Breaking the Temporal Complexity Barrier: Bucket Calculus for Parallel Machine Scheduling

This paper introduces bucket calculus, a novel mathematical framework that fundamentally transforms the computational complexity landscape of parallel machine scheduling optimization. We address the strongly NP-hard problem $P2|r_j|C_{\max}$ through an innovative adaptive temporal discretization methodology that achieves exponential complexity reduction from $O(T^n)$ to $O(B^n)$ where $B \ll T$, while maintaining near-optimal solution quality. Our bucket-indexed mixed-integer linear programming (MILP) formulation exploits dimensional complexity heterogeneity through precision-aware discretization, reducing decision variables by 94.4% and achieving a theoretical speedup factor $2.75 \times 10^{37}$ for 20-job instances. Theoretical contributions include partial discretization theory, fractional bucket calculus operators, and quantum-inspired mechanisms for temporal constraint modeling. Empirical validation on instances with 20–400 jobs demonstrates 97.6% resource utilization, near-perfect load balancing ($σ/μ= 0.006$), and sustained performance across problem scales with optimality gaps below 5.1%. This work represents a paradigm shift from fine-grained temporal discretization to multi-resolution precision allocation, bridging the fundamental gap between exact optimization and computational tractability for industrial-scale NP-hard scheduling problems.

💡 Research Summary

The paper tackles the classic parallel machine scheduling problem P m | r_j | C_max, focusing on the strongly NP‑hard case with two machines (P2|r_j|C_max). Traditional exact approaches rely on time‑indexed mixed‑integer linear programming (MILP) formulations that discretize the planning horizon at unit‑time granularity, leading to a variable count on the order of O(T·|J|·|M|) and computational complexity O(Tⁿ). This makes them infeasible for industrial‑scale instances where the horizon T can exceed 10⁴.

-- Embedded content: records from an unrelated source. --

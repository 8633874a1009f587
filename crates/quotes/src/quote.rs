use chrono::{DateTime, NaiveDate, Utc};
use serde::{Deserialize, Serialize};

use atelier_catalog::{Discount, LineItem, discounted_total, validate_items};
use atelier_core::{CustomerId, DomainError, DomainResult, OrderId, OwnerId, Patch, QuoteId, Record};

/// Quote status lifecycle.
///
/// `draft`, `sent`, `rejected` and `expired` move freely among themselves;
/// `approved` is terminal and is the only status that may create an order.
#[derive(Debug, Clone, Copy, PartialEq, Eq, Serialize, Deserialize)]
#[serde(rename_all = "lowercase")]
pub enum QuoteStatus {
    Draft,
    Sent,
    Approved,
    Rejected,
    Expired,
}

impl QuoteStatus {
    /// Transition validity, independent of what any UI happens to render.
    pub fn can_transition(from: QuoteStatus, to: QuoteStatus) -> bool {
        from != QuoteStatus::Approved || to == QuoteStatus::Approved
    }

    pub fn is_terminal(&self) -> bool {
        *self == QuoteStatus::Approved
    }
}

/// Input for creating a quote.
#[derive(Debug, Clone, PartialEq, Eq, Serialize, Deserialize)]
pub struct NewQuote {
    pub customer_id: Option<CustomerId>,
    pub items: Vec<LineItem>,
    pub discount: Option<Discount>,
    pub delivery_date: Option<NaiveDate>,
    pub valid_until: Option<NaiveDate>,
    pub notes: Option<String>,
}

impl NewQuote {
    pub fn new(items: Vec<LineItem>) -> Self {
        Self {
            customer_id: None,
            items,
            discount: None,
            delivery_date: None,
            valid_until: None,
            notes: None,
        }
    }
}

/// Partial update of a quote. Same absent/null/value semantics as order
/// patches; `status` cannot be patched to `approved` (approval is a separate
/// operation because it creates an order).
#[derive(Debug, Clone, PartialEq, Eq, Default, Serialize, Deserialize)]
pub struct QuotePatch {
    #[serde(default, skip_serializing_if = "Patch::is_keep")]
    pub customer_id: Patch<CustomerId>,
    #[serde(default, skip_serializing_if = "Option::is_none")]
    pub items: Option<Vec<LineItem>>,
    #[serde(default, skip_serializing_if = "Patch::is_keep")]
    pub discount: Patch<Discount>,
    #[serde(default, skip_serializing_if = "Patch::is_keep")]
    pub delivery_date: Patch<NaiveDate>,
    #[serde(default, skip_serializing_if = "Patch::is_keep")]
    pub valid_until: Patch<NaiveDate>,
    #[serde(default, skip_serializing_if = "Patch::is_keep")]
    pub notes: Patch<String>,
    #[serde(default, skip_serializing_if = "Option::is_none")]
    pub status: Option<QuoteStatus>,
}

impl QuotePatch {
    /// Whether applying this patch requires re-deriving the total.
    pub fn touches_pricing(&self) -> bool {
        self.items.is_some() || !self.discount.is_keep()
    }
}

/// Aggregate root: Quote.
#[derive(Debug, Clone, PartialEq, Eq, Serialize, Deserialize)]
pub struct Quote {
    id: QuoteId,
    owner_id: OwnerId,
    number: String,
    status: QuoteStatus,
    customer_id: Option<CustomerId>,
    items: Vec<LineItem>,
    discount: Option<Discount>,
    total: u64, // Discounted total in smallest currency unit (e.g., cents)
    delivery_date: Option<NaiveDate>,
    valid_until: Option<NaiveDate>,
    notes: Option<String>,
    linked_order_id: Option<OrderId>,
    linked_order_number: Option<String>,
    created_at: DateTime<Utc>,
    updated_at: DateTime<Utc>,
    deleted_at: Option<DateTime<Utc>>,
}

impl Quote {
    /// Create a draft quote with an already-allocated number.
    pub fn create(
        id: QuoteId,
        owner_id: OwnerId,
        number: String,
        new: NewQuote,
        now: DateTime<Utc>,
    ) -> DomainResult<Self> {
        validate_items(&new.items)?;
        let total = discounted_total(&new.items, new.discount.as_ref())?;
        Ok(Self {
            id,
            owner_id,
            number,
            status: QuoteStatus::Draft,
            customer_id: new.customer_id,
            items: new.items,
            discount: new.discount,
            total,
            delivery_date: new.delivery_date,
            valid_until: new.valid_until,
            notes: new.notes,
            linked_order_id: None,
            linked_order_number: None,
            created_at: now,
            updated_at: now,
            deleted_at: None,
        })
    }

    /// Apply a partial update.
    ///
    /// Approved quotes are immutable except for the order-link fields, which
    /// only [`Quote::approve`] writes.
    pub fn apply_patch(&mut self, patch: QuotePatch, now: DateTime<Utc>) -> DomainResult<()> {
        if self.status == QuoteStatus::Approved {
            return Err(DomainError::invariant("approved quotes are immutable"));
        }
        if let Some(items) = &patch.items {
            validate_items(items)?;
        }
        if let Some(discount) = patch.discount.set_value() {
            discount.validate()?;
        }
        if let Some(to) = patch.status {
            if to == QuoteStatus::Approved {
                return Err(DomainError::invariant(
                    "quotes are approved through the approval operation",
                ));
            }
            if !QuoteStatus::can_transition(self.status, to) {
                return Err(DomainError::conflict("quote status transition not allowed"));
            }
        }

        let recompute = patch.touches_pricing();
        if let Some(items) = patch.items {
            self.items = items;
        }
        patch.customer_id.apply(&mut self.customer_id);
        patch.discount.apply(&mut self.discount);
        patch.delivery_date.apply(&mut self.delivery_date);
        patch.valid_until.apply(&mut self.valid_until);
        patch.notes.apply(&mut self.notes);
        if let Some(status) = patch.status {
            self.status = status;
        }
        if recompute {
            self.total = discounted_total(&self.items, self.discount.as_ref())?;
        }
        self.updated_at = now;
        Ok(())
    }

    /// One-way transition to `approved`, recording the generated order.
    pub fn approve(
        &mut self,
        order_id: OrderId,
        order_number: impl Into<String>,
        now: DateTime<Utc>,
    ) -> DomainResult<()> {
        if self.status == QuoteStatus::Approved {
            return Err(DomainError::conflict("quote is already approved"));
        }
        self.status = QuoteStatus::Approved;
        self.linked_order_id = Some(order_id);
        self.linked_order_number = Some(order_number.into());
        self.updated_at = now;
        Ok(())
    }

    pub fn mark_deleted(&mut self, now: DateTime<Utc>) {
        self.deleted_at = Some(now);
        self.updated_at = now;
    }

    pub fn number(&self) -> &str {
        &self.number
    }

    pub fn status(&self) -> QuoteStatus {
        self.status
    }

    pub fn customer_id(&self) -> Option<CustomerId> {
        self.customer_id
    }

    pub fn items(&self) -> &[LineItem] {
        &self.items
    }

    pub fn discount(&self) -> Option<&Discount> {
        self.discount.as_ref()
    }

    pub fn total(&self) -> u64 {
        self.total
    }

    pub fn delivery_date(&self) -> Option<NaiveDate> {
        self.delivery_date
    }

    pub fn valid_until(&self) -> Option<NaiveDate> {
        self.valid_until
    }

    pub fn notes(&self) -> Option<&str> {
        self.notes.as_deref()
    }

    pub fn linked_order_id(&self) -> Option<OrderId> {
        self.linked_order_id
    }

    pub fn linked_order_number(&self) -> Option<&str> {
        self.linked_order_number.as_deref()
    }

    pub fn created_at(&self) -> DateTime<Utc> {
        self.created_at
    }

    pub fn updated_at(&self) -> DateTime<Utc> {
        self.updated_at
    }
}

impl Record for Quote {
    const COLLECTION: &'static str = "quotes";
    type Id = QuoteId;

    fn id(&self) -> &QuoteId {
        &self.id
    }

    fn owner_id(&self) -> &OwnerId {
        &self.owner_id
    }

    fn deleted_at(&self) -> Option<DateTime<Utc>> {
        self.deleted_at
    }
}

The authors introduce “bucket calculus,” a novel mathematical framework that compresses the temporal dimension into a set of coarser “buckets.” The horizon is partitioned using a granularity Δ equal to the smallest processing time among jobs, yielding B = ⌊T/Δ⌋ + 1 buckets, where B ≪ T. By separating exact combinatorial decisions (job‑to‑machine assignment and sequencing) from approximate temporal positioning, they formulate a bucket‑indexed MILP that retains the essential structure of the original problem while dramatically reducing the number of binary variables (by about 94.4 %).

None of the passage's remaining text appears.